Records supplied section start

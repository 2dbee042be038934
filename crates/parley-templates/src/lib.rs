pub mod error;
pub mod manager;
pub mod types;

pub use error::{Result, TemplateError};
pub use manager::{extract_variables, render_content, TemplateManager};
pub use types::{ApprovalStatus, Template};
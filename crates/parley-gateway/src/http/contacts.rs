use std::sync::Arc;

use axum::extract::{Path, Query, State};
use axum::Json;
use serde::Deserialize;

use parley_contacts::Contact;
use parley_core::PlatformError;

use crate::app::AppState;
use crate::http::ApiResult;

#[derive(Deserialize)]
pub struct ListQuery {
    /// Substring search over name/email/channel-user-id/tags.
    pub q: Option<String>,
}

pub async fn list(
    State(state): State<Arc<AppState>>,
    Query(query): Query<ListQuery>,
) -> ApiResult<Json<Vec<Contact>>> {
    let contacts = match query.q {
        Some(q) => state.contacts.search(&q).await.map_err(PlatformError::from)?,
        None => state.contacts.all().await.map_err(PlatformError::from)?,
    };
    Ok(Json(contacts))
}

pub async fn get(
    State(state): State<Arc<AppState>>,
    Path(id): Path<String>,
) -> ApiResult<Json<Contact>> {
    Ok(Json(
        state.contacts.get(&id).await.map_err(PlatformError::from)?,
    ))
}

#[derive(Deserialize)]
pub struct TagBody {
    pub tag: String,
}

pub async fn add_tag(
    State(state): State<Arc<AppState>>,
    Path(id): Path<String>,
    Json(body): Json<TagBody>,
) -> ApiResult<Json<Contact>> {
    Ok(Json(
        state
            .contacts
            .add_tag(&id, &body.tag)
            .await
            .map_err(PlatformError::from)?,
    ))
}

pub async fn remove_tag(
    State(state): State<Arc<AppState>>,
    Path((id, tag)): Path<(String, String)>,
) -> ApiResult<Json<Contact>> {
    Ok(Json(
        state
            .contacts
            .remove_tag(&id, &tag)
            .await
            .map_err(PlatformError::from)?,
    ))
}
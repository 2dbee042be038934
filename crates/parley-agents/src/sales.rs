use parley_conversations::Conversation;
use serde::{Deserialize, Serialize};

/// Phrases that signal purchase intent.
pub const BUYING_KEYWORDS: &[&str] = &[
    "buy",
    "purchase",
    "order",
    "checkout",
    "how much",
    "price",
    "payment",
    "sign me up",
];

/// Phrases that signal a sales objection.
pub const OBJECTION_KEYWORDS: &[&str] = &[
    "expensive",
    "too much",
    "cheaper",
    "competitor",
    "not sure",
    "think about it",
    "why should i",
];

/// Phrases that signal the customer is pulling away.
pub const DISENGAGEMENT_KEYWORDS: &[&str] = &[
    "not interested",
    "no thanks",
    "stop",
    "leave me alone",
    "maybe later",
    "unsubscribe",
];

/// Where the sales persona is in its pitch.
#[derive(Debug, Clone, Copy, PartialEq, Eq, Serialize, Deserialize)]
#[serde(rename_all = "kebab-case")]
pub enum SalesStage {
    Qualifying,
    Presenting,
    ObjectionHandling,
    Closing,
}

impl SalesStage {
    /// Stage-specific guidance appended to the persona prompt.
    pub fn guidance(&self) -> &'static str {
        match self {
            SalesStage::Qualifying => {
                "Current stage: qualifying. Ask one or two short questions to \
                 understand what the customer is looking for."
            }
            SalesStage::Presenting => {
                "Current stage: presenting. Recommend the best-matching products \
                 with concrete benefits and prices."
            }
            SalesStage::ObjectionHandling => {
                "Current stage: objection handling. Acknowledge the concern and \
                 address it directly; offer an alternative where it helps."
            }
            SalesStage::Closing => {
                "Current stage: closing. Summarize the choice and make the next \
                 step to purchase explicit and easy."
            }
        }
    }
}

/// Decide the stage from the conversation's inbound history.
///
/// Precedence: closing (buying signal and more than three inbound turns),
/// then objection handling, then presenting (more than two inbound turns),
/// then qualifying.
pub fn determine_stage(conversation: &Conversation) -> SalesStage {
    let inbound = conversation.inbound_count();
    let buying = count_signal_messages(conversation, BUYING_KEYWORDS);
    let objections = count_signal_messages(conversation, OBJECTION_KEYWORDS);

    if buying > 0 && inbound > 3 {
        SalesStage::Closing
    } else if objections > 0 {
        SalesStage::ObjectionHandling
    } else if inbound > 2 {
        SalesStage::Presenting
    } else {
        SalesStage::Qualifying
    }
}

/// Lead score in [0, 100].
///
/// Base 20, +5 per inbound message capped at +25, +8 per buying signal,
/// −10 per disengagement signal.
pub fn lead_score(conversation: &Conversation) -> u8 {
    let inbound = conversation.inbound_count() as i64;
    let buying = count_signal_messages(conversation, BUYING_KEYWORDS) as i64;
    let disengaged = count_signal_messages(conversation, DISENGAGEMENT_KEYWORDS) as i64;

    let score = 20 + (5 * inbound).min(25) + 8 * buying - 10 * disengaged;
    score.clamp(0, 100) as u8
}

/// Number of inbound messages containing at least one of `keywords`.
fn count_signal_messages(conversation: &Conversation, keywords: &[&str]) -> usize {
    conversation
        .messages
        .iter()
        .filter(|m| m.is_inbound())
        .filter(|m| {
            let lowered = m.content.to_lowercase();
            keywords.iter().any(|k| lowered.contains(k))
        })
        .count()
}

#[cfg(test)]
mod tests {
    use super::*;
    use parley_conversations::{Direction, Message};
    use parley_core::types::Channel;

    fn conversation(inbound: &[&str]) -> Conversation {
        let mut conv = Conversation::new("c1", Channel::Whatsapp);
        for content in inbound {
            conv.messages.push(Message::new(
                &conv.id,
                "c1",
                Direction::Inbound,
                *content,
                Channel::Whatsapp,
            ));
            conv.messages.push(Message::new(
                &conv.id,
                "c1",
                Direction::Outbound,
                "reply",
                Channel::Whatsapp,
            ));
        }
        conv
    }

    #[test]
    fn fresh_conversations_qualify() {
        assert_eq!(
            determine_stage(&conversation(&["hi there"])),
            SalesStage::Qualifying
        );
    }

    #[test]
    fn volume_moves_to_presenting() {
        assert_eq!(
            determine_stage(&conversation(&["hi", "looking around", "tell me more"])),
            SalesStage::Presenting
        );
    }

    #[test]
    fn objections_take_precedence_over_presenting() {
        assert_eq!(
            determine_stage(&conversation(&["hi", "hm", "that's too much", "really"])),
            SalesStage::ObjectionHandling
        );
    }

    #[test]
    fn buying_signals_with_depth_reach_closing() {
        assert_eq!(
            determine_stage(&conversation(&[
                "hi",
                "tell me more",
                "looks good",
                "ok how much is it"
            ])),
            SalesStage::Closing
        );
    }

    #[test]
    fn lead_score_follows_the_formula() {
        // 2 inbound (+10), one buying signal (+8): 20 + 10 + 8 = 38
        let conv = conversation(&["hello", "what's the price"]);
        assert_eq!(lead_score(&conv), 38);
    }

    #[test]
    fn lead_score_caps_inbound_bonus_and_floors_at_zero() {
        // 10 inbound → bonus capped at 25.
        let contents: Vec<String> = (0..10).map(|i| format!("message {i}")).collect();
        let refs: Vec<&str> = contents.iter().map(|s| s.as_str()).collect();
        assert_eq!(lead_score(&conversation(&refs)), 45);

        // Heavy disengagement cannot push below zero.
        let conv = conversation(&["not interested", "stop", "unsubscribe", "leave me alone"]);
        assert_eq!(lead_score(&conv), 0);
    }
}
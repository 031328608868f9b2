use crate::selection::SelectionSet;
use crate::templates::NodeTemplate;
use crate::viewport::CanvasPoint;
use slint::SharedString;
use std::fmt;

pub type NodeId = i32;
pub type PortId = i32;
pub type ConnectionId = i32;

/// Which side of a node a port sits on.
#[derive(Clone, Copy, Debug, PartialEq, Eq)]
pub enum PortDirection {
    Input,
    Output,
}

/// A connection point on a node.
///
/// Port ids are unique within their owning node's direction-specific list
/// only: an input and an output on the same node may share an id.
#[derive(Clone, Debug)]
pub struct Port {
    pub id: PortId,
    pub name: SharedString,
    /// Type tag shown next to the port. Display only; never checked.
    pub type_tag: SharedString,
}

/// A node on the canvas.
#[derive(Clone, Debug)]
pub struct Node {
    pub id: NodeId,
    /// Archetype tag of the template this node was created from.
    pub archetype: SharedString,
    pub position: CanvasPoint,
    pub width: f32,
    pub height: f32,
    pub title: SharedString,
    pub description: SharedString,
    pub inputs: Vec<Port>,
    pub outputs: Vec<Port>,
}

impl Node {
    /// The port list for one direction.
    pub fn ports(&self, direction: PortDirection) -> &[Port] {
        match direction {
            PortDirection::Input => &self.inputs,
            PortDirection::Output => &self.outputs,
        }
    }

    /// Position of a port within its direction's list.
    pub fn port_index(&self, direction: PortDirection, id: PortId) -> Option<usize> {
        self.ports(direction).iter().position(|p| p.id == id)
    }
}

/// A directed connection from an output port to an input port.
#[derive(Clone, Debug, PartialEq, Eq)]
pub struct Connection {
    pub id: ConnectionId,
    pub from_node: NodeId,
    pub from_port: PortId,
    pub to_node: NodeId,
    pub to_port: PortId,
}

/// Why [`GraphStore::connect`] refused to create a connection.
///
/// Gesture code discards these: a connection attempt whose endpoints no
/// longer resolve is a silent no-op, because pointer gestures legitimately
/// race against keyboard-triggered deletions.
#[derive(Clone, Copy, Debug, PartialEq, Eq)]
pub enum ConnectError {
    UnknownNode(NodeId),
    UnknownOutputPort { node: NodeId, port: PortId },
    UnknownInputPort { node: NodeId, port: PortId },
}

impl fmt::Display for ConnectError {
    fn fmt(&self, f: &mut fmt::Formatter<'_>) -> fmt::Result {
        match self {
            Self::UnknownNode(id) => write!(f, "node {} does not exist", id),
            Self::UnknownOutputPort { node, port } => {
                write!(f, "node {} has no output port {}", node, port)
            }
            Self::UnknownInputPort { node, port } => {
                write!(f, "node {} has no input port {}", node, port)
            }
        }
    }
}

/// A partial node update. Absent fields are left untouched; the whole
/// update is applied in one step.
#[derive(Clone, Debug, Default)]
pub struct NodeUpdate {
    pub position: Option<CanvasPoint>,
    pub size: Option<(f32, f32)>,
    pub title: Option<SharedString>,
    pub description: Option<SharedString>,
}

impl NodeUpdate {
    /// Update that moves a node. This is the drag hot path.
    pub fn position(position: CanvasPoint) -> Self {
        Self {
            position: Some(position),
            ..Self::default()
        }
    }

    /// Update that rewrites a node's description text.
    pub fn description(text: SharedString) -> Self {
        Self {
            description: Some(text),
            ..Self::default()
        }
    }
}

/// Owner of the graph model: nodes, connections, and the selection set.
///
/// Every mutation is synchronous and atomic from the caller's point of
/// view. Operations referencing ids that no longer exist are no-ops, never
/// faults, and nothing can leave a connection dangling or a deleted node
/// selected.
#[derive(Debug)]
pub struct GraphStore {
    nodes: Vec<Node>,
    connections: Vec<Connection>,
    selection: SelectionSet,
    next_node_id: NodeId,
    next_connection_id: ConnectionId,
}

impl Default for GraphStore {
    fn default() -> Self {
        Self::new()
    }
}

impl GraphStore {
    pub fn new() -> Self {
        Self {
            nodes: Vec::new(),
            connections: Vec::new(),
            selection: SelectionSet::new(),
            next_node_id: 1,
            next_connection_id: 1,
        }
    }

    pub fn nodes(&self) -> &[Node] {
        &self.nodes
    }

    pub fn connections(&self) -> &[Connection] {
        &self.connections
    }

    pub fn node(&self, id: NodeId) -> Option<&Node> {
        self.nodes.iter().find(|n| n.id == id)
    }

    fn node_mut(&mut self, id: NodeId) -> Option<&mut Node> {
        self.nodes.iter_mut().find(|n| n.id == id)
    }

    pub fn connection(&self, id: ConnectionId) -> Option<&Connection> {
        self.connections.iter().find(|c| c.id == id)
    }

    // ------------------------------------------------------------------
    // Node operations
    // ------------------------------------------------------------------

    /// Create a node from a template at the given canvas position.
    ///
    /// The new node gets a fresh id and echoes the template's title,
    /// description, size, and port lists. Port ids are assigned
    /// sequentially from 1 within each direction.
    pub fn create_node(&mut self, template: &NodeTemplate, position: CanvasPoint) -> NodeId {
        let id = self.next_node_id;
        self.next_node_id += 1;

        let make_ports = |specs: &[crate::templates::PortSpec]| -> Vec<Port> {
            specs
                .iter()
                .enumerate()
                .map(|(i, spec)| Port {
                    id: i as PortId + 1,
                    name: spec.name.clone(),
                    type_tag: spec.type_tag.clone(),
                })
                .collect()
        };

        self.nodes.push(Node {
            id,
            archetype: template.archetype.clone(),
            position,
            width: template.width,
            height: template.height,
            title: template.title.clone(),
            description: template.description.clone(),
            inputs: make_ports(&template.inputs),
            outputs: make_ports(&template.outputs),
        });
        id
    }

    /// Apply a partial update. Unknown ids are ignored: rapid drag updates
    /// may arrive for a node that a concurrent key press just deleted.
    pub fn update_node(&mut self, id: NodeId, update: NodeUpdate) {
        let Some(node) = self.node_mut(id) else {
            return;
        };
        if let Some(position) = update.position {
            node.position = position;
        }
        if let Some((width, height)) = update.size {
            node.width = width;
            node.height = height;
        }
        if let Some(title) = update.title {
            node.title = title;
        }
        if let Some(description) = update.description {
            node.description = description;
        }
    }

    /// Delete a node, every connection touching it, and its selection
    /// entry, as one transaction. Unknown ids are ignored.
    pub fn delete_node(&mut self, id: NodeId) {
        let before = self.nodes.len();
        self.nodes.retain(|n| n.id != id);
        if self.nodes.len() == before {
            return;
        }
        self.connections
            .retain(|c| c.from_node != id && c.to_node != id);
        self.selection.remove(id);
    }

    // ------------------------------------------------------------------
    // Connection operations
    // ------------------------------------------------------------------

    /// Create a connection from an output port to an input port.
    ///
    /// Both endpoints must resolve to a live node and a port of the
    /// correct direction; otherwise nothing is mutated and the reason is
    /// returned. Fan-in, fan-out, duplicates, and same-node wiring are
    /// all permitted.
    pub fn connect(
        &mut self,
        from: (NodeId, PortId),
        to: (NodeId, PortId),
    ) -> Result<ConnectionId, ConnectError> {
        let (from_node, from_port) = from;
        let (to_node, to_port) = to;

        let source = self
            .node(from_node)
            .ok_or(ConnectError::UnknownNode(from_node))?;
        source
            .port_index(PortDirection::Output, from_port)
            .ok_or(ConnectError::UnknownOutputPort {
                node: from_node,
                port: from_port,
            })?;

        let dest = self.node(to_node).ok_or(ConnectError::UnknownNode(to_node))?;
        dest.port_index(PortDirection::Input, to_port)
            .ok_or(ConnectError::UnknownInputPort {
                node: to_node,
                port: to_port,
            })?;

        let id = self.next_connection_id;
        self.next_connection_id += 1;
        self.connections.push(Connection {
            id,
            from_node,
            from_port,
            to_node,
            to_port,
        });
        Ok(id)
    }

    /// Delete a connection. Unknown ids are ignored.
    pub fn delete_connection(&mut self, id: ConnectionId) {
        self.connections.retain(|c| c.id != id);
    }

    // ------------------------------------------------------------------
    // Selection operations
    // ------------------------------------------------------------------

    pub fn selection(&self) -> &SelectionSet {
        &self.selection
    }

    /// Replace the selection. Ids that do not name a live node are dropped,
    /// keeping the set consistent with the node table.
    pub fn set_selection<I>(&mut self, ids: I)
    where
        I: IntoIterator<Item = NodeId>,
    {
        let live: Vec<NodeId> = ids
            .into_iter()
            .filter(|&id| self.node(id).is_some())
            .collect();
        self.selection.replace(live);
    }

    /// Toggle a node's selection membership. Unknown ids are ignored.
    pub fn toggle_selection(&mut self, id: NodeId) {
        if self.node(id).is_some() {
            self.selection.toggle(id);
        }
    }

    pub fn clear_selection(&mut self) {
        self.selection.clear();
    }

    /// Click semantics used when a drag starts on a node title: replace
    /// the selection, or toggle membership under the modifier key.
    pub fn click_select(&mut self, id: NodeId, toggle: bool) {
        if self.node(id).is_some() {
            self.selection.click(id, toggle);
        }
    }
}
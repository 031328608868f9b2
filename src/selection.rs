use crate::graph::NodeId;
use slint::{Model, VecModel};
use std::collections::HashSet;

/// The set of currently selected nodes.
///
/// Membership is what matters; order is not tracked. The graph store keeps
/// this consistent with the node table: deleting a node removes its id here
/// in the same mutation.
#[derive(Default, Debug)]
pub struct SelectionSet {
    selected: HashSet<NodeId>,
}

impl SelectionSet {
    pub fn new() -> Self {
        Self::default()
    }

    /// Apply pointer-click semantics: replace the selection with `id`, or
    /// toggle its membership when the modifier key is held.
    pub fn click(&mut self, id: NodeId, toggle: bool) {
        if toggle {
            self.toggle(id);
        } else {
            if self.selected.len() == 1 && self.selected.contains(&id) {
                return;
            }
            self.selected.clear();
            self.selected.insert(id);
        }
    }

    /// Add `id` if absent, remove it if present.
    pub fn toggle(&mut self, id: NodeId) {
        if !self.selected.remove(&id) {
            self.selected.insert(id);
        }
    }

    /// Replace the whole selection, e.g. with the result of a marquee.
    pub fn replace<I>(&mut self, ids: I)
    where
        I: IntoIterator<Item = NodeId>,
    {
        self.selected.clear();
        self.selected.extend(ids);
    }

    pub fn clear(&mut self) {
        self.selected.clear();
    }

    /// Remove a single id. Returns whether it was present.
    pub fn remove(&mut self, id: NodeId) -> bool {
        self.selected.remove(&id)
    }

    pub fn contains(&self, id: NodeId) -> bool {
        self.selected.contains(&id)
    }

    pub fn iter(&self) -> impl Iterator<Item = &NodeId> {
        self.selected.iter()
    }

    pub fn len(&self) -> usize {
        self.selected.len()
    }

    pub fn is_empty(&self) -> bool {
        self.selected.is_empty()
    }

    /// Mirror the selection into a Slint model for the renderer.
    pub fn sync_to_model(&self, model: &VecModel<i32>) {
        while model.row_count() > 0 {
            model.remove(0);
        }
        for &id in &self.selected {
            model.push(id);
        }
    }
}
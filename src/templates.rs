use slint::SharedString;

/// One port of a node archetype: the display name and the type tag shown
/// next to the port. The tag is informational only; connections are checked
/// for direction, not type.
#[derive(Clone, Debug)]
pub struct PortSpec {
    pub name: SharedString,
    pub type_tag: SharedString,
}

impl PortSpec {
    pub fn new(name: &str, type_tag: &str) -> Self {
        Self {
            name: name.into(),
            type_tag: type_tag.into(),
        }
    }
}

/// A node archetype offered by the palette.
///
/// The palette hands one of these to [`GraphStore::create_node`] when the
/// user places a node; the store echoes its title, description, size, and
/// port lists into the new node.
///
/// [`GraphStore::create_node`]: crate::graph::GraphStore::create_node
#[derive(Clone, Debug)]
pub struct NodeTemplate {
    /// Archetype tag, stored on every node created from this template.
    pub archetype: SharedString,
    pub title: SharedString,
    pub description: SharedString,
    pub width: f32,
    pub height: f32,
    pub inputs: Vec<PortSpec>,
    pub outputs: Vec<PortSpec>,
}

/// The built-in palette: an input source, a processing stage, and an
/// output sink.
pub fn builtin_templates() -> Vec<NodeTemplate> {
    vec![
        NodeTemplate {
            archetype: "input".into(),
            title: "Input".into(),
            description: "Provides input data".into(),
            width: 180.0,
            height: 80.0,
            inputs: vec![],
            outputs: vec![PortSpec::new("Out", "default")],
        },
        NodeTemplate {
            archetype: "process".into(),
            title: "Process".into(),
            description: "Processes input data".into(),
            width: 200.0,
            height: 100.0,
            inputs: vec![PortSpec::new("In", "default")],
            outputs: vec![PortSpec::new("Out", "default")],
        },
        NodeTemplate {
            archetype: "output".into(),
            title: "Output".into(),
            description: "Displays the result".into(),
            width: 180.0,
            height: 80.0,
            inputs: vec![PortSpec::new("In", "default")],
            outputs: vec![],
        },
    ]
}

Records supplied section end

What needs to be done :: Go through the records above, find every line with the word "VecModel", and list those lines.

Solution ::
use slint::{Model, VecModel};
    pub fn sync_to_model(&self, model: &VecModel<i32>) {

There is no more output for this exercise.